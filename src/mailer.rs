use anyhow::{Context, Result};
use chrono::{DateTime, Utc};
use lettre::message::Mailbox;
use lettre::message::header::ContentType;
use lettre::transport::smtp::authentication::Credentials;
use lettre::transport::smtp::client::{Tls, TlsParameters};
use lettre::{AsyncSmtpTransport, AsyncTransport, Message, Tokio1Executor};
use log::info;

use crate::config::AppConfig;

pub fn subject(now: DateTime<Utc>) -> String {
    format!("Open PRs: {}", now.format("%d %b %Y"))
}

/// Build the plain-text report email addressed to every configured recipient.
pub fn build_message(config: &AppConfig, body: &str, now: DateTime<Utc>) -> Result<Message> {
    let from: Mailbox = config
        .from_address
        .parse()
        .with_context(|| format!("Invalid from address: {}", config.from_address))?;

    let mut builder = Message::builder().from(from).subject(subject(now));
    for address in &config.addresses {
        let to: Mailbox = address
            .parse()
            .with_context(|| format!("Invalid destination address: {}", address))?;
        builder = builder.to(to);
    }

    builder
        .header(ContentType::TEXT_PLAIN)
        .body(body.to_string())
        .context("Failed to build report email")
}

/// SMTP relay with login credentials, upgrading to TLS when the server offers it.
pub fn smtp_transport(config: &AppConfig) -> Result<AsyncSmtpTransport<Tokio1Executor>> {
    let tls = TlsParameters::new(config.smtp.server.clone())
        .context("Failed to set up TLS parameters")?;

    let transport = AsyncSmtpTransport::<Tokio1Executor>::builder_dangerous(&config.smtp.server)
        .port(config.smtp.port)
        .tls(Tls::Opportunistic(tls))
        .credentials(Credentials::new(
            config.smtp.username.clone(),
            config.smtp.password.clone(),
        ))
        .build();

    Ok(transport)
}

/// Email the report when sending is enabled, otherwise say why nothing was sent.
pub async fn dispatch<T>(
    config: &AppConfig,
    transport: &T,
    report: &str,
    now: DateTime<Utc>,
) -> Result<()>
where
    T: AsyncTransport + Sync,
    T::Error: std::error::Error + Send + Sync + 'static,
{
    if !config.send {
        println!("not sending (set SEND env var to 1 to send)");
        return Ok(());
    }

    let message = build_message(config, report, now)?;
    transport
        .send(message)
        .await
        .context("Failed to send report email")?;

    info!("Sent report to {} address(es)", config.addresses.len());
    Ok(())
}

#[cfg(test)]
mod tests {
    use super::*;
    use crate::config::SmtpConfig;
    use chrono::TimeZone;
    use lettre::transport::stub::AsyncStubTransport;
    use url::Url;

    fn config(send: bool) -> AppConfig {
        AppConfig {
            token: "secret".into(),
            organization: "acme".into(),
            repositories: vec!["api".into()],
            candidate_reviewers: vec!["@alice".into()],
            required_reviewers: 2,
            api_url: Url::parse("https://api.github.com").unwrap(),
            smtp: SmtpConfig {
                server: "smtp.example.com".into(),
                port: 587,
                username: "bot".into(),
                password: "hunter2".into(),
            },
            from_address: "bot@example.com".into(),
            addresses: vec!["team@example.com".into(), "lead@example.com".into()],
            send,
        }
    }

    fn now() -> DateTime<Utc> {
        Utc.with_ymd_and_hms(2024, 6, 1, 9, 0, 0).unwrap()
    }

    #[test]
    fn subject_has_date() {
        assert_eq!(subject(now()), "Open PRs: 01 Jun 2024");
    }

    #[test]
    fn message_addresses_everyone() {
        let message = build_message(&config(true), "report", now()).unwrap();
        let envelope = message.envelope();

        assert_eq!(envelope.to().len(), 2);
        assert_eq!(
            envelope.from().map(|a| a.to_string()),
            Some("bot@example.com".to_string())
        );
    }

    #[test]
    fn invalid_address_fails() {
        let mut config = config(true);
        config.addresses = vec!["not an address".into()];
        assert!(build_message(&config, "body", now()).is_err());
    }

    #[tokio::test]
    async fn sends_when_enabled() {
        let transport = AsyncStubTransport::new_ok();

        dispatch(&config(true), &transport, "Open pull requests:      3", now())
            .await
            .unwrap();

        let sent = transport.messages().await;
        assert_eq!(sent.len(), 1);
        let (envelope, raw) = &sent[0];
        assert_eq!(envelope.to().len(), 2);
        assert!(raw.contains("Subject: Open PRs: 01 Jun 2024"));
        assert!(raw.contains("Open pull requests:      3"));
    }

    #[tokio::test]
    async fn nothing_sent_when_disabled() {
        let transport = AsyncStubTransport::new_ok();

        dispatch(&config(false), &transport, "report", now())
            .await
            .unwrap();

        assert!(transport.messages().await.is_empty());
    }

    #[tokio::test]
    async fn transport_failure_propagates() {
        let transport = AsyncStubTransport::new_error();
        let result = dispatch(&config(true), &transport, "report", now()).await;
        assert!(result.is_err());
    }
}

Task → Print out every record again, exactly and in full.

Problem solution →
filename src/mailer.rs
use anyhow::{Context, Result};
use chrono::{DateTime, Utc};
use lettre::message::Mailbox;
use lettre::message::header::ContentType;
use lettre::transport::smtp::authentication::Credentials;
use lettre::transport::smtp::client::{Tls, TlsParameters};
use lettre::{AsyncSmtpTransport, AsyncTransport, Message, Tokio1Executor};
use log::info;

use crate::config::AppConfig;

pub fn subject(now: DateTime<Utc>) -> String {
    format!("Open PRs: {}", now.format("%d %b %Y"))
}

/// Build the plain-text report email addressed to every configured recipient.
pub fn build_message(config: &AppConfig, body: &str, now: DateTime<Utc>) -> Result<Message> {
    let from: Mailbox = config
        .from_address
        .parse()
        .with_context(|| format!("Invalid from address: {}", config.from_address))?;

    let mut builder = Message::builder().from(from).subject(subject(now));
    for address in &config.addresses {
        let to: Mailbox = address
            .parse()
            .with_context(|| format!("Invalid destination address: {}", address))?;
        builder = builder.to(to);
    }

    builder
        .header(ContentType::TEXT_PLAIN)
        .body(body.to_string())
        .context("Failed to build report email")
}

/// SMTP relay with login credentials, upgrading to TLS when the server offers it.
pub fn smtp_transport(config: &AppConfig) -> Result<AsyncSmtpTransport<Tokio1Executor>> {
    let tls = TlsParameters::new(config.smtp.server.clone())
        .context("Failed to set up TLS parameters")?;

    let transport = AsyncSmtpTransport::<Tokio1Executor>::builder_dangerous(&config.smtp.server)
        .port(config.smtp.port)
        .tls(Tls::Opportunistic(tls))
        .credentials(Credentials::new(
            config.smtp.username.clone(),
            config.smtp.password.clone(),
        ))
        .build();

    Ok(transport)
}

/// Email the report when sending is enabled, otherwise say why nothing was sent.
pub async fn dispatch<T>(
    config: &AppConfig,
    transport: &T,
    report: &str,
    now: DateTime<Utc>,
) -> Result<()>
where
    T: AsyncTransport + Sync,
    T::Error: std::error::Error + Send + Sync + 'static,
{
    if !config.send {
        println!("not sending (set SEND env var to 1 to send)");
        return Ok(());
    }

    let message = build_message(config, report, now)?;
    transport
        .send(message)
        .await
        .context("Failed to send report email")?;

    info!("Sent report to {} address(es)", config.addresses.len());
    Ok(())
}

#[cfg(test)]
mod tests {
    use super::*;
    use crate::config::SmtpConfig;
    use chrono::TimeZone;
    use lettre::transport::stub::AsyncStubTransport;
    use url::Url;

    fn config(send: bool) -> AppConfig {
        AppConfig {
            token: "secret".into(),
            organization: "acme".into(),
            repositories: vec!["api".into()],
            candidate_reviewers: vec!["@alice".into()],
            required_reviewers: 2,
            api_url: Url::parse("https://api.github.com").unwrap(),
            smtp: SmtpConfig {
                server: "smtp.example.com".into(),
                port: 587,
                username: "bot".into(),
                password: "hunter2".into(),
            },
            from_address: "bot@example.com".into(),
            addresses: vec!["team@example.com".into(), "lead@example.com".into()],
            send,
        }
    }

    fn now() -> DateTime<Utc> {
        Utc.with_ymd_and_hms(2024, 6, 1, 9, 0, 0).unwrap()
    }

    #[test]
    fn subject_has_date() {
        assert_eq!(subject(now()), "Open PRs: 01 Jun 2024");
    }

    #[test]
    fn message_addresses_everyone() {
        let message = build_message(&config(true), "report", now()).unwrap();
        let envelope = message.envelope();

        assert_eq!(envelope.to().len(), 2);
        assert_eq!(
            envelope.from().map(|a| a.to_string()),
            Some("bot@example.com".to_string())
        );
    }

    #[test]
    fn invalid_address_fails() {
        let mut config = config(true);
        config.addresses = vec!["not an address".into()];
        assert!(build_message(&config, "body", now()).is_err());
    }

    #[tokio::test]
    async fn sends_when_enabled() {
        let transport = AsyncStubTransport::new_ok();

        dispatch(&config(true), &transport, "Open pull requests:      3", now())
            .await
            .unwrap();

        let sent = transport.messages().await;
        assert_eq!(sent.len(), 1);
        let (envelope, raw) = &sent[0];
        assert_eq!(envelope.to().len(), 2);
        assert!(raw.contains("Subject: Open PRs: 01 Jun 2024"));
        assert!(raw.contains("Open pull requests:      3"));
    }

    #[tokio::test]
    async fn nothing_sent_when_disabled() {
        let transport = AsyncStubTransport::new_ok();

        dispatch(&config(false), &transport, "report", now())
            .await
            .unwrap();

        assert!(transport.messages().await.is_empty());
    }

    #[tokio::test]
    async fn transport_failure_propagates() {
        let transport = AsyncStubTransport::new_error();
        let result = dispatch(&config(true), &transport, "report", now()).await;
        assert!(result.is_err());
    }
}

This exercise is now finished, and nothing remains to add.